[Stored data entries]
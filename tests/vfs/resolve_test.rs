/*!
 * Path Resolution Tests
 */

use pretty_assertions::assert_eq;

use desktop_sim::vfs::{resolve, well_known, VfsError, VfsPath};

fn documents() -> VfsPath {
    VfsPath::parse(well_known::MY_DOCUMENTS).unwrap()
}

#[test]
fn test_resolve_relative_names() {
    let resolved = resolve(&documents(), "readme.txt").unwrap();
    assert_eq!(resolved.to_string(), "C:\\My Documents\\readme.txt");
    assert_eq!(resolved.extension().as_deref(), Some("txt"));
}

#[test]
fn test_resolve_mixed_separators() {
    let resolved = resolve(&documents(), "../WINDOWS/./TEMP").unwrap();
    assert_eq!(resolved.to_string(), well_known::TEMP);
}

#[test]
fn test_resolve_drive_letter_case() {
    let resolved = resolve(&VfsPath::root(), "c:\\windows\\system").unwrap();
    assert_eq!(resolved.to_string(), "C:\\windows\\system");
}

#[test]
fn test_resolve_rejects_bad_input() {
    assert!(matches!(resolve(&documents(), "A:\\x"), Err(VfsError::InvalidPath(_))));
    assert!(matches!(
        resolve(&documents(), "bad\0name.txt"),
        Err(VfsError::InvalidPath(_))
    ));
}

» **WORK REQUIRED**
From the line containing "VfsPath::parse(well_known::MY_DOCUMENTS).unwrap()" to the final line of the entries, print every line exactly and nothing else.

» **RESPONSE AREA**
    VfsPath::parse(well_known::MY_DOCUMENTS).unwrap()
}

#[test]
fn test_resolve_relative_names() {
    let resolved = resolve(&documents(), "readme.txt").unwrap();
    assert_eq!(resolved.to_string(), "C:\\My Documents\\readme.txt");
    assert_eq!(resolved.extension().as_deref(), Some("txt"));
}

#[test]
fn test_resolve_mixed_separators() {
    let resolved = resolve(&documents(), "../WINDOWS/./TEMP").unwrap();
    assert_eq!(resolved.to_string(), well_known::TEMP);
}

#[test]
fn test_resolve_drive_letter_case() {
    let resolved = resolve(&VfsPath::root(), "c:\\windows\\system").unwrap();
    assert_eq!(resolved.to_string(), "C:\\windows\\system");
}

#[test]
fn test_resolve_rejects_bad_input() {
    assert!(matches!(resolve(&documents(), "A:\\x"), Err(VfsError::InvalidPath(_))));
    assert!(matches!(
        resolve(&documents(), "bad\0name.txt"),
        Err(VfsError::InvalidPath(_))
    ));
}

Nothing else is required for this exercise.